Saat ini di Papua model existere (existence = eksistensi) menulis inisial di tembok, jalan sudah bergeser. Yang muncul saat ini adalah eksistensi Saguer atau Sagero.

Eksistensi Purba dalam mitologi Koreri, terkisah seorang laki-laki bernama Manarmakeri yang memiliki kemampuan untuk mengiris mayang kelapa untuk mendapat saguer. Manarmakeri akan menyumbangkan saguer untuk acara pesta, selain untuk dia sendiri. Sayangnya setiap pagi dia mendapati bambu yang di letakkan pada mayang yang di iris telah hilang.

Manarmakeripun menjaga bambu di mayang kelapa dengan bersembunyi diantara daun kelapa. Ketika hampir subuh, Sampari (bintang pagi) muncul dari langit dan akan mengambil bambu yang telah penuh dengan saguer tersebut. Keluarlah Manarmakeri dan berkelahi dengan Sampari hingga fajar hampir menyingsing. Berkatalah Sampari, "lepaskanlah saya, dan mintalah apa saja yang kau mau." Manarmakeri meminta kemampuan untuk dapat melakukan banyak hal. Sejak saat Manarmakeripun memiliki kamampuan yang "luar biasa". Sageru menjadi medium bagi Manarmakeri untuk menunjukkan keberadaannya di tengah masyarakat kampung Sopen, Vyak (Biak) yang tidak menyukainya.

Selain dalam mitologi, Van Hasset, Kamma mencatat, kebiasaan pesta sambil minum sageru pada masyarakat di Pantai Utara antara tahun 1500-1800. Di Selatan Papua, tumbuhan wati menjadi medium eksistensi masyarakat Marind dalam upacara adat yang menghubungkan mereka dengan dunia supranatural. Di Vanuatu, wati seperti cava, minuman tradisonal yang telah di olah menjadi bubuk dan di jual bebas. Meskipun minuman lokal seperti sageru ada di hampir seluruh wilayah Indonesia, ada ciu di Semarang dan Solo, tuak di Batak dan Timor, cap tikus di Manado, dst. Tapi kalau urusan mabuk Papualah senter terdengar.
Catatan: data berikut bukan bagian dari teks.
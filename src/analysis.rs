//! Text analysis module for Sapling.
//!
//! This module provides tokenization, token filtering, analysis pipelines and
//! frequency counting. Taggers, lemmatizers and sentiment scorers all start
//! from the token streams produced here.

pub mod analyzer;
pub mod frequency;
pub mod token;
pub mod token_filter;
pub mod tokenizer;

// Re-export commonly used types
pub use analyzer::*;
pub use frequency::FrequencyDistribution;
pub use token::*;
pub use token_filter::*;
pub use tokenizer::*;
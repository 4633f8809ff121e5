//! Categorized review corpora on disk.
//!
//! The expected layout is one directory per category:
//!
//! ```text
//! movie_reviews/
//! ├── neg/
//! │   ├── cv000_29416.txt
//! │   └── ...
//! └── pos/
//!     ├── cv000_29590.txt
//!     └── ...
//! ```
//!
//! Files are read and tokenized in parallel. Hidden entries are skipped.

use std::fs;
use std::path::{Path, PathBuf};
use std::sync::Arc;

use rayon::prelude::*;

use super::features::{FeatureSet, LabeledDocument};
use crate::analysis::token::texts;
use crate::analysis::token_filter::LowercaseFilter;
use crate::analysis::tokenizer::RegexTokenizer;
use crate::analysis::{Analyzer, PipelineAnalyzer};
use crate::error::{Result, SaplingError};

/// All documents of a corpus, grouped by sorted category and file name.
#[derive(Clone, Debug)]
pub struct ReviewCorpus {
    categories: Vec<String>,
    documents: Vec<LabeledDocument>,
}

impl ReviewCorpus {
    /// Load every document under `root`.
    pub fn load<P: AsRef<Path>>(root: P) -> Result<Self> {
        let root = root.as_ref();
        if !root.is_dir() {
            return Err(SaplingError::corpus(format!(
                "corpus directory not found: {}",
                root.display()
            )));
        }

        let categories = sorted_entries(root, true)?;
        let mut files: Vec<(PathBuf, String)> = Vec::new();
        for category in &categories {
            for file in sorted_entries(&root.join(category), false)? {
                files.push((root.join(category).join(file), category.clone()));
            }
        }
        if files.is_empty() {
            return Err(SaplingError::corpus(format!(
                "no documents found under {}",
                root.display()
            )));
        }

        let analyzer = review_analyzer()?;
        let documents = files
            .par_iter()
            .map(|(path, category)| {
                let text = fs::read_to_string(path).map_err(|e| {
                    SaplingError::corpus(format!("cannot read {}: {e}", path.display()))
                })?;
                let words = texts(analyzer.analyze(&text)?);
                Ok(LabeledDocument::new(words, category.as_str()))
            })
            .collect::<Result<Vec<_>>>()?;

        log::info!(
            "Loaded {} documents in {} categories from {}",
            documents.len(),
            categories.len(),
            root.display()
        );

        Ok(ReviewCorpus {
            categories,
            documents,
        })
    }

    pub fn categories(&self) -> &[String] {
        &self.categories
    }

    pub fn documents(&self) -> &[LabeledDocument] {
        &self.documents
    }

    pub fn len(&self) -> usize {
        self.documents.len()
    }

    pub fn is_empty(&self) -> bool {
        self.documents.is_empty()
    }

    pub fn into_documents(self) -> Vec<LabeledDocument> {
        self.documents
    }
}

/// Featurize documents in parallel, preserving order.
pub fn featurize(documents: &[LabeledDocument]) -> Vec<(FeatureSet, String)> {
    documents
        .par_iter()
        .map(LabeledDocument::to_labeled_features)
        .collect()
}

/// Word/punctuation runs, lowercased.
fn review_analyzer() -> Result<PipelineAnalyzer> {
    Ok(
        PipelineAnalyzer::new(Arc::new(RegexTokenizer::word_punct()?))
            .add_filter(Arc::new(LowercaseFilter::new()))
            .with_name("review"),
    )
}

/// Names of the visible subdirectories (`dirs`) or regular files of `dir`.
fn sorted_entries(dir: &Path, dirs: bool) -> Result<Vec<String>> {
    let mut names = Vec::new();
    for entry in fs::read_dir(dir)? {
        let entry = entry?;
        let file_type = entry.file_type()?;
        let wanted = if dirs {
            file_type.is_dir()
        } else {
            file_type.is_file()
        };
        let name = entry.file_name().to_string_lossy().into_owned();
        if wanted && !name.starts_with('.') {
            names.push(name);
        }
    }
    names.sort();
    Ok(names)
}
Mabuk telah bermetamorfosa menjadi satu eksistensi sendiri bagi sebagian anak Papua yang lahir dalam kondisi "sosial" di Papua yang sakit. Ruang ekspresi sangat jarang, sehingga eksistensi itu muncul lewat "perilaku saguer". Anak muda Papua tidak memiliki tokoh yang dapat menjadi contoh, tapi beruntunglah masih ada Persipura, sehingga mereka dapat mengidolakan Boas, Pahabol, Wanggai dll.

Perilaku saguer bisa juga untuk menyatakan kejujuran, sehingga ada juga istlah, "hanya orang mabuk yang jujur". Maka kejujuran itu dapat di ungkapkan seseorang ketika ia berada dalam dimensi kesadaran alam bawah sadar. Belakangan ini muncul juga istilah "jujur itu sakit ka?" Kejujuran ternyata harus diungkapkan lewat sebuah medium.

Di bagian lain, saguer juga dapat di jadikan medium untuk menyelesaikan masalah atau bahkan melarikan diri dari masalah, sehingga tak berlebihan Kahlil Gibran mengatakan "Kalo ada laki-laki mabuk, pasti ada sesuatu yang terjadi pada diri orang tersebut."

Bagitulah perilaku saguer dari kehidupan sosial yang sakit di negeri ini.